WHY I HATE WINDOWS PHONE

*sigh* This is going to be hard. I’m gonna have to push all subjectivty down my throat. But, I’ve found various nitpicks that quirk my experience with Windows Phone, nonetheless.

First off, this purported multitasking. Okay, fine, it’s not multitasking, it’s “fast app switching”. But, why in the world did Microsoft make it sooo gosh darn complex? Sure, you get used to it, but the many limitations that come into play, multitasking oftentimes gets me even MORE stressed about my phone. In order to keep an app open, you must press the Windows button. To close it, the Back button. Accessing the multitasking menu involves pressing and holding the Back button, sometimes inadvertently closing an application in the process. You can only have five apps (not including Start menu) in the multitasking menu, and each browser window counts as an “app”. Did I lose you? I think I lost myself. The multitasking in Windows Phone is needlessly complicated. Also, remove the hard limit on multitasking. I don’t want to have to stress out about whether or not one of my apps had closed out because of the imposed hard limit, especially considering that a tab on Internet Explorer also counts as an application.

Second, the purported Xbox LIVE integration. Where is it? Sure, I can check my gamerscore, whether my friends are online, edit my Avatar, and play a few mobile games. But where’s the true functionality? When I first saw Microsoft marketing Windows Phone-Xbox inter-connectability, I was dreaming of the possibilities: my Windows Phone can finally replace a physical Xbox controller, kick Sony in its heinie, and interact with Kinect, all at once. It could replace the poorly contructed standard Xbox headsets that come with my system, or even the Vision Camera as a standard web cam for my Xbox. But instead, I get to edit my Avatar. And watch him do his awesome (read: horrendous) dancing.

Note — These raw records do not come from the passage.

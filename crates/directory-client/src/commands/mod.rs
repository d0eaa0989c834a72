//! Command handlers invoked by the presentation layer.
//!
//! Each sub-module groups related commands.  Every handler takes the
//! [`SharedState`] and reports failures as a display string, which is all
//! the UI shows.

pub mod admin;
pub mod draft;
pub mod map;
pub mod profiles;

use std::sync::MutexGuard;

use crate::state::{AppState, SharedState};

fn lock<G>(state: &SharedState<G>) -> Result<MutexGuard<'_, AppState<G>>, String> {
    state.lock().map_err(|e| format!("Lock poisoned: {e}"))
}

fn require_admin<G>(state: &AppState<G>) -> Result<(), String> {
    if state.is_admin_mode {
        Ok(())
    } else {
        Err("Admin mode is required".into())
    }
}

Last but not least, while this is not about Windows Phone directly, it does impact it: Microsoft’s seemingly nonchalant attitude about promoting it. Why the heck would Microsoft expect Windows Phone to succeed on its own, especially in this increasingly competitive environment. They’ve left all the marketing to OEMs and manufacturers. When’s the last time you’ve seen a Microsoft Windows Phone commercial compared a Nokia Windows Phone commercial? Exactly. And it doesn’t stop at marketing. Microsoft doesn’t seem to be pushing anyone to make a truly extraordinary device. The Lumia 800, Titan, and Focus S are nice devices, but not outstanding. When will we see the arrival of such monstrosities such as the Samsung Galaxy Note, or even the Galaxy S2? Adding massive screens (bigger than 4.3”), dedicated gaming keyboards (like the Xperia PLAY), 3D, 16 MP cameras, even NFC, anything! Something to differentiate each Windows Phone from another, because as it stands, I have no reason to choose a generation two Windows Phone over the older variants, besides updated specs. It seems like Microsoft is waiting for success to catch up, but they’ve failed to realize that success has lapped them over and over again, and at this rate, they’ll never even see the tail end of success, except when its attached to Android or iPhones. Get your act together Microsoft. This isn’t a game anymore.